• Saved data entries:
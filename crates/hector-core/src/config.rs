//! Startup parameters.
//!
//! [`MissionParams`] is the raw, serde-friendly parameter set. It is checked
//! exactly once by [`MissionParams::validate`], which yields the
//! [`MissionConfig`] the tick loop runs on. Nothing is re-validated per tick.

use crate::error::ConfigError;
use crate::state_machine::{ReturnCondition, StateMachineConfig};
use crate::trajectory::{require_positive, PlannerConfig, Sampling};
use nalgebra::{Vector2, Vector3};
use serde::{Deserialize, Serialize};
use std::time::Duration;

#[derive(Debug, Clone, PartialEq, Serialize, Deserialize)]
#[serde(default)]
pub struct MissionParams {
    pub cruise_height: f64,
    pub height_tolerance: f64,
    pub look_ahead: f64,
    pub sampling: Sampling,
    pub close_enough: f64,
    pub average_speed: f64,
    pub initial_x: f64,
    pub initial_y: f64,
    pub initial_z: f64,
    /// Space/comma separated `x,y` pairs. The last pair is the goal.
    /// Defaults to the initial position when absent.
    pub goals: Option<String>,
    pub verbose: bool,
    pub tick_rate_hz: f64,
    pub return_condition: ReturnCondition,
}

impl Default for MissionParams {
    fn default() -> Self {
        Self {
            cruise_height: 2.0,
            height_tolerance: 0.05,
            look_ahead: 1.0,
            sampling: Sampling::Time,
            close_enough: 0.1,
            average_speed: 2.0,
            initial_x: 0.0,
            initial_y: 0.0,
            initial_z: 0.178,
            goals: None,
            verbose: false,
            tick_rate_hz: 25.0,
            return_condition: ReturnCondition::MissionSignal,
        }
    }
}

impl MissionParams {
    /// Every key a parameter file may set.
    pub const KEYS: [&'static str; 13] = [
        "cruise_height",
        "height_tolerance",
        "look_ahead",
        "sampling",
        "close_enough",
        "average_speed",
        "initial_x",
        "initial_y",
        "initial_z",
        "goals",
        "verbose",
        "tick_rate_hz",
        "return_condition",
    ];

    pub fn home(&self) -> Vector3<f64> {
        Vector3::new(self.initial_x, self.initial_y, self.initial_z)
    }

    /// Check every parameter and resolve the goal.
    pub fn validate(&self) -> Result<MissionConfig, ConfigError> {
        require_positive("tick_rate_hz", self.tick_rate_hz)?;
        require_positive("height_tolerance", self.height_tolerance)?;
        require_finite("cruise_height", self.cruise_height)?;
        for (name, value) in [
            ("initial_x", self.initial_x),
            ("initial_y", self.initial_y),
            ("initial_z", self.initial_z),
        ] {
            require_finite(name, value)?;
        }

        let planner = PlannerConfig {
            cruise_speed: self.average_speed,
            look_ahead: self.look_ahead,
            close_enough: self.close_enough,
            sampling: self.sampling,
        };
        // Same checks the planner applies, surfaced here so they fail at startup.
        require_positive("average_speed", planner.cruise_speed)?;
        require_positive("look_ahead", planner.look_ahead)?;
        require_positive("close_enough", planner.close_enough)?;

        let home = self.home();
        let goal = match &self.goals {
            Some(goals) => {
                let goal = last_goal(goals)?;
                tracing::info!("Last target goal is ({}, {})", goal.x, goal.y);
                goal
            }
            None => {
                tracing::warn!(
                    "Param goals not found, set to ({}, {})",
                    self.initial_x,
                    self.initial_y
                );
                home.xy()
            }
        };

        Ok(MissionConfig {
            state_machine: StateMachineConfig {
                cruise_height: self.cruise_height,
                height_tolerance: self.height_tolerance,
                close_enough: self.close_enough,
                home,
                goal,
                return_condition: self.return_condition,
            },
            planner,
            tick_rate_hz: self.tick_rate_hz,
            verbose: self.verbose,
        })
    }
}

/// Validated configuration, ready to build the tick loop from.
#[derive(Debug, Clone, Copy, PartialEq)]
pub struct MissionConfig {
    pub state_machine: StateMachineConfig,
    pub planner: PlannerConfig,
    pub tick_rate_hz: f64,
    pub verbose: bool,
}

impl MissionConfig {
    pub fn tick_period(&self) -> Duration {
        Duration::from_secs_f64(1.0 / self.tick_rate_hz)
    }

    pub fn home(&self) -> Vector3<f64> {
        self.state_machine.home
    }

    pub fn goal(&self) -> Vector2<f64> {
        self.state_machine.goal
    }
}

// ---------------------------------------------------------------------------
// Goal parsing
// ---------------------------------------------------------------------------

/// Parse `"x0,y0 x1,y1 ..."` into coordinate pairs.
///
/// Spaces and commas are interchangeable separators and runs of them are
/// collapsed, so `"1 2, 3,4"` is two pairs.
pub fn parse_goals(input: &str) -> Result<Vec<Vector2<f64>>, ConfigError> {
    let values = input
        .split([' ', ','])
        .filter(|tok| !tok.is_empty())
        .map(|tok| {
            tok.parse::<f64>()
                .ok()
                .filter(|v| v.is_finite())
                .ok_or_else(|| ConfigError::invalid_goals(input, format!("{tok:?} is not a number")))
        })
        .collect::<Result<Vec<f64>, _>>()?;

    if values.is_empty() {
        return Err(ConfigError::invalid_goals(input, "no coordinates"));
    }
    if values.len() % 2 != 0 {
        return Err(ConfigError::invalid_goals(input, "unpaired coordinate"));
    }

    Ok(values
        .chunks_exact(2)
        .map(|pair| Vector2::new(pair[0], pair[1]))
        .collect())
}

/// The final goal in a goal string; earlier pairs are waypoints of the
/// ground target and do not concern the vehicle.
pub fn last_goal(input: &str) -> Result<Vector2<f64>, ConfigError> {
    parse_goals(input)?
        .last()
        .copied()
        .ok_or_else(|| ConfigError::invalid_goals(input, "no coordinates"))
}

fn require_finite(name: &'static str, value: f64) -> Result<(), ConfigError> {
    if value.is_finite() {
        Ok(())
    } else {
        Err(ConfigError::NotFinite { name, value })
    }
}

• What needs to be done: Count every line of the records above in which the string "impl" appears. The number alone is to be given.

• Answer box: 3